Pharmaceutical Companies Ask for Delay of Lease Standard
Nine major pharmaceutical companies have asked FASB to delay by a year the effective date of the lease accounting standard, but the board may not consider the request. Absent a delay, the group asked the accounting board for flexibility interpreting the standard’s treatment of so-called embedded leases, which are provisions in servicing and outsourcing agreements that may qualify as leases under the new accounting. “FASB is assessing the letter and the concerns raised in it,” a spokesperson for the board said. “There’s no plan at this time to revise the effective dates of the leases standard.” Public companies will have to apply the lease standard for fiscal years starting after December 15, 2018; all other organizations have an extra year to begin applying the standard.
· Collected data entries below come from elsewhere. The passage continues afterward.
use axum::http::StatusCode;
use axum::Json;

#[derive(Debug, thiserror::Error)]
pub enum CortexError {
    #[error("content must not be empty")]
    EmptyContent,

    #[error("content exceeds maximum length")]
    ContentTooLong,

    #[error("embedding dimension mismatch: expected {expected}, got {got}")]
    EmbeddingDimension { expected: usize, got: usize },

    #[error("validation error: {0}")]
    Validation(String),

    #[error("not found")]
    NotFound,

    #[error("unauthorized")]
    Unauthorized,

    #[error("LLM not configured (set CORTEX_LLM_URL)")]
    LlmNotConfigured,

    /// Timeouts, connection resets, HTTP 429/5xx, cancelled streams.
    /// Safe to retry.
    #[error("transient LLM error: {0}")]
    LlmTransient(String),

    /// HTTP 4xx (other than 429), malformed response bodies.
    /// Retrying will not help.
    #[error("permanent LLM error: {0}")]
    LlmPermanent(String),

    #[error("database error: {0}")]
    Database(#[from] rusqlite::Error),

    #[error("internal error: {0}")]
    Internal(String),
}

impl CortexError {
    /// Whether a retry has a reasonable chance of succeeding.
    ///
    /// LLM timeouts/resets/429/5xx and SQLite busy/locked qualify; everything
    /// else (bad requests, parse failures, constraint violations) does not.
    pub fn is_transient(&self) -> bool {
        match self {
            Self::LlmTransient(_) => true,
            Self::Database(rusqlite::Error::SqliteFailure(e, _)) => matches!(
                e.code,
                rusqlite::ErrorCode::DatabaseBusy | rusqlite::ErrorCode::DatabaseLocked
            ),
            _ => false,
        }
    }

    pub fn status_code(&self) -> StatusCode {
        match self {
            Self::NotFound => StatusCode::NOT_FOUND,
            Self::Unauthorized => StatusCode::UNAUTHORIZED,
            Self::Database(_) | Self::Internal(_) => StatusCode::INTERNAL_SERVER_ERROR,
            Self::LlmNotConfigured => StatusCode::SERVICE_UNAVAILABLE,
            Self::LlmTransient(_) | Self::LlmPermanent(_) => StatusCode::BAD_GATEWAY,
            _ => StatusCode::BAD_REQUEST,
        }
    }
}

impl axum::response::IntoResponse for CortexError {
    fn into_response(self) -> axum::response::Response {
        let status = self.status_code();
        let body = Json(serde_json::json!({ "error": self.to_string() }));
        (status, body).into_response()
    }
}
Discussions to Continue for New Measurements of Operating Performance
The IASB is considering developing a measurement defined by a company’s management that expresses its views about operating performance. At its January 24-25 meeting, the board discussed when such a measurement would be required and where it should be located in a financial statement. “Today, many companies present non-GAAP measures outside their financial statements, which means that they are often poorly reconciled or not audited,” IASB Chairman Hans Hoogervorst said in a December podcast. “The idea is that bringing some of these measures into the financial statement could make them more transparent and subject to external audit.”